**INSTRUCTIONS FOR THE TASK**: Report every line in the records below that holds the word "filename".

**THE INPUT**:

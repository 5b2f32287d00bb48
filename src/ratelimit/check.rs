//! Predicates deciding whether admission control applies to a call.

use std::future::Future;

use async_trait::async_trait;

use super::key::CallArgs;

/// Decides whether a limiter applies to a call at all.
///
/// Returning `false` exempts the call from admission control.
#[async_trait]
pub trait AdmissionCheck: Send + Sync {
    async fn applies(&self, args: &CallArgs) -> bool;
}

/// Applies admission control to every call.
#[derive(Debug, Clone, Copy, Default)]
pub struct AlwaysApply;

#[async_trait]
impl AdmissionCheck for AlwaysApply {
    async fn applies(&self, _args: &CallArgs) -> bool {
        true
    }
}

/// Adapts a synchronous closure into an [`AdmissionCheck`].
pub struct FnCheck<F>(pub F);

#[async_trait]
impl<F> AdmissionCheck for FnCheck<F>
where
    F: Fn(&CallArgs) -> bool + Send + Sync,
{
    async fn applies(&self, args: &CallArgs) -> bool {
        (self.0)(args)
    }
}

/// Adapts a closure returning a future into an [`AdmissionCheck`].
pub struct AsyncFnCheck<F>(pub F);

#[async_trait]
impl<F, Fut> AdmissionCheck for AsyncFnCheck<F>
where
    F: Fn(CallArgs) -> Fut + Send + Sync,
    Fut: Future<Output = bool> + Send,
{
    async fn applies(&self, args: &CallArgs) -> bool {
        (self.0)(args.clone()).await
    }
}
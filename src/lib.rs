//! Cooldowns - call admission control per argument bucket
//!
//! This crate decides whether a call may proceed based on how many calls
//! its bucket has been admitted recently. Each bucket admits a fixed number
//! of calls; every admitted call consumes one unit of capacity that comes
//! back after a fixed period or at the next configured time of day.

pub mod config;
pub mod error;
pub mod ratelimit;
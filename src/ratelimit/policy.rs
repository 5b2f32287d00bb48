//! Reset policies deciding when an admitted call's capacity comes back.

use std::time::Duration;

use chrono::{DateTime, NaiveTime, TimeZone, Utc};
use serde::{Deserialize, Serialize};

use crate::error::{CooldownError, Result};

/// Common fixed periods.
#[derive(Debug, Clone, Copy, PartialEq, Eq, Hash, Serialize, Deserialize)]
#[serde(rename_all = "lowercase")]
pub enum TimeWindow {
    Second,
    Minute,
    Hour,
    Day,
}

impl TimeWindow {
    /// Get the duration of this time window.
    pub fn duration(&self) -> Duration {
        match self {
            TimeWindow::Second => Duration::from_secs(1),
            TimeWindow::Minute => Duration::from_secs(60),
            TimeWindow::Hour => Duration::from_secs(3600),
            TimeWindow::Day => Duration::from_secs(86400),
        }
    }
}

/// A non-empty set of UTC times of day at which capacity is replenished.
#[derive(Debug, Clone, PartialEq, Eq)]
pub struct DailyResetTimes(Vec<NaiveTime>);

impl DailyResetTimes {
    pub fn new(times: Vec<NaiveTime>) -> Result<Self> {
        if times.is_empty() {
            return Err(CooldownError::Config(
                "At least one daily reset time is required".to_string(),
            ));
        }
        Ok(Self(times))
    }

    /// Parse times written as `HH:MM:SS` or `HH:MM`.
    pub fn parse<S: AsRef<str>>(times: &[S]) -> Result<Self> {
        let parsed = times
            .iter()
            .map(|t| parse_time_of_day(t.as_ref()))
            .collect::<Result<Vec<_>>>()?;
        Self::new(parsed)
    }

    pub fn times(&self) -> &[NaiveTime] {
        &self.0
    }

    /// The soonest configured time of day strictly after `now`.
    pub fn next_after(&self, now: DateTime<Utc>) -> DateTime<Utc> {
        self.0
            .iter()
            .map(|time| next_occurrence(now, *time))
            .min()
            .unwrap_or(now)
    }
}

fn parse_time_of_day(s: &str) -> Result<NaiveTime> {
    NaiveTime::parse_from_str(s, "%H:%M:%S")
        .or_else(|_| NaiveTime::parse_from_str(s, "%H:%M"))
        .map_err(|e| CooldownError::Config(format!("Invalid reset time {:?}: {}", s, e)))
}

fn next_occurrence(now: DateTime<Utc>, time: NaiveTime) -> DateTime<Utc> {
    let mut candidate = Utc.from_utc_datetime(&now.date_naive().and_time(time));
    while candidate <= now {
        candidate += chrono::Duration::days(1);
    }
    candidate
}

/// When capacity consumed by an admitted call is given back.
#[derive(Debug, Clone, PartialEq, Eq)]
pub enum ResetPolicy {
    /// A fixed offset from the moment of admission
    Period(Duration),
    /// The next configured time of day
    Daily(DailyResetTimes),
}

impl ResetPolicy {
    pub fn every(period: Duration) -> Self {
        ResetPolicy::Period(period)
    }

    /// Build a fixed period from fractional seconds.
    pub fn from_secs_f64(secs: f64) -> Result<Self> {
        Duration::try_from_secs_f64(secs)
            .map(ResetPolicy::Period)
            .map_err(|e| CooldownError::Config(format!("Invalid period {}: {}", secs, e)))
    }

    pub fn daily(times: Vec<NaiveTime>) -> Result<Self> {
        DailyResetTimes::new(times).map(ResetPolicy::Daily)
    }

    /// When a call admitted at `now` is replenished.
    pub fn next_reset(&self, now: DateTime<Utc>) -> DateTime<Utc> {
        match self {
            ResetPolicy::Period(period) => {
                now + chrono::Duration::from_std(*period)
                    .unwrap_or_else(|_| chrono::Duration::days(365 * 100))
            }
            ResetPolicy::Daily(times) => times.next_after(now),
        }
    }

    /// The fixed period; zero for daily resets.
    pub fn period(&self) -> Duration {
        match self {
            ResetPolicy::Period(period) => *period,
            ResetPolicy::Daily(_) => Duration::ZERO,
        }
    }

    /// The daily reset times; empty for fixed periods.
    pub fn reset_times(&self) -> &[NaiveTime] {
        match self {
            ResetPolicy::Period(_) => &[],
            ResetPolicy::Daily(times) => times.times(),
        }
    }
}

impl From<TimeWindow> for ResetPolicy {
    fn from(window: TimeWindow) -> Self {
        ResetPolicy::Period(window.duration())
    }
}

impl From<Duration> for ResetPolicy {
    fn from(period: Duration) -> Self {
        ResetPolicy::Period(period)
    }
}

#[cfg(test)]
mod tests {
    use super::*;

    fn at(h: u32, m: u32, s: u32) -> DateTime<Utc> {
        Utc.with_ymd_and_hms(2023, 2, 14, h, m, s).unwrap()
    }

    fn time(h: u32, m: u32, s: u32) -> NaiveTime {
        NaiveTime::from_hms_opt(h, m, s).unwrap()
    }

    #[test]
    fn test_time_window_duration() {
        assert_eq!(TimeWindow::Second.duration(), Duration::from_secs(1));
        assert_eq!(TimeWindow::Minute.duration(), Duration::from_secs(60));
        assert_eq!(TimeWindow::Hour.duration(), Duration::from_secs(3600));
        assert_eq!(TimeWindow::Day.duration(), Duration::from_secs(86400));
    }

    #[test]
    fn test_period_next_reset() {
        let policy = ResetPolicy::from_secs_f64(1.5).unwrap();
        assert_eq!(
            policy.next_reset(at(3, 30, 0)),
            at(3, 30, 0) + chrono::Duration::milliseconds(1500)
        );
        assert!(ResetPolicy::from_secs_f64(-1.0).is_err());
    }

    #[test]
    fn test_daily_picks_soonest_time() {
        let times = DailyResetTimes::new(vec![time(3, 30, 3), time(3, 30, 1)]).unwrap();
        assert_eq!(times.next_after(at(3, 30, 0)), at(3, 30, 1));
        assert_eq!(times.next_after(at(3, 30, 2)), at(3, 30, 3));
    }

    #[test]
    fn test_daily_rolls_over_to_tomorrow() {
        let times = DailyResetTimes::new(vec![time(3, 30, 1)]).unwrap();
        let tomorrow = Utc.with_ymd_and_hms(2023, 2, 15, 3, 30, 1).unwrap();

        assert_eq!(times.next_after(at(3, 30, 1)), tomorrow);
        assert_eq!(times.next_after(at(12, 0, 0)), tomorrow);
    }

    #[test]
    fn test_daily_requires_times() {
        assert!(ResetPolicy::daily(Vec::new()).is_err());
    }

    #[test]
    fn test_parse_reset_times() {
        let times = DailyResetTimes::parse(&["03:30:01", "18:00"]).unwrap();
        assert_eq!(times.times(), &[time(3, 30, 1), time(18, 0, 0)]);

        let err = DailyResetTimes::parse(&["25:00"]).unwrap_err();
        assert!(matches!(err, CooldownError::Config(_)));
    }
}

**RESPONSE FOR THIS EXERCISE**:
filename src/ratelimit/check.rs
filename src/lib.rs
filename src/ratelimit/policy.rs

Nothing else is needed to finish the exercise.